Please state how many lines in the records below contain the word "PageSpec"; the answer should be a number and nothing else.

● ● ●

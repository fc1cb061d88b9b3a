use super::{BoxLayout, LayoutParseError};
use crate::pagesize::PageSpec;

/// Margins, in native units, measured inwards from the page edges. The calendar
/// grid fills whatever area the margins leave free.
#[derive(Debug, Default, Copy, Clone, PartialEq, Eq)]
pub struct Margins {
    pub left: i32,
    pub top: i32,
    pub right: i32,
    pub bottom: i32,
}

impl Margins {
    /// Create margins in the same order as a layout box: left, top, right, bottom
    pub fn ltrb(left: i32, top: i32, right: i32, bottom: i32) -> Margins {
        Margins {
            left,
            top,
            right,
            bottom,
        }
    }

    /// Create margins where all values are equal
    pub fn all(value: i32) -> Margins {
        Margins::ltrb(value, value, value, value)
    }

    /// Resolve a `left, top, right, bottom` layout tuple against the page
    pub fn from_layout(layout: &BoxLayout, page: &PageSpec) -> Margins {
        let [left, top, right, bottom] = layout.resolve(page);
        Margins::ltrb(left, top, right, bottom)
    }

    /// Parse and resolve in one step
    pub fn parse(text: &str, page: &PageSpec) -> Result<Margins, LayoutParseError> {
        let layout = BoxLayout::parse(text)?;
        layout.check(page)?;
        Ok(Margins::from_layout(&layout, page))
    }

    /// Width left over between the left and right margins
    pub fn inner_width(&self, page: &PageSpec) -> i32 {
        page.width - self.left - self.right
    }

    /// Height left over between the top and bottom margins
    pub fn inner_height(&self, page: &PageSpec) -> i32 {
        page.height - self.top - self.bottom
    }
}
//! Lays out a yearly wall calendar (a front cover, an illustration and a date grid
//! for every month, then memorial, address book and picture credit pages) and draws
//! it onto any [`DrawingSurface`], most usefully a [`PdfSurface`].
//!
//! ```no_run
//! use pdf_calendar::{render, CalendarConfig, CalendarData, PdfSurface};
//!
//! let config = CalendarConfig::load("calendar.ini")?;
//! let data = CalendarData::load(&config.dir, config.general.skip_bitmaps)?;
//! let mut surface = PdfSurface::new(config.page, &config.general.title, config.font_dir().as_deref());
//! render(&config, &data, &mut surface)?;
//! surface.write(&mut std::fs::File::create(config.output_path())?)?;
//! # Ok::<(), Box<dyn std::error::Error>>(())
//! ```

mod colour;
pub use colour::*;

mod compose;
pub use compose::*;

mod config;
pub use config::*;

mod data;
pub use data::*;

mod document;
pub use document::*;

mod error;
pub use error::*;

mod events;
pub use events::*;

/// Resolution of symbolic layout values and the geometry built from them
pub mod layout;

mod pagesize;
pub use pagesize::*;

/// The PDF drawing backend
pub mod pdf;
pub use pdf::PdfSurface;

mod resources;
pub use resources::*;

mod style;
pub use style::*;

mod surface;
pub use surface::*;

mod units;
pub use units::*;

/// Re-export PDF-writer functionality
pub use pdf_writer;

● ● ●

(Response):
5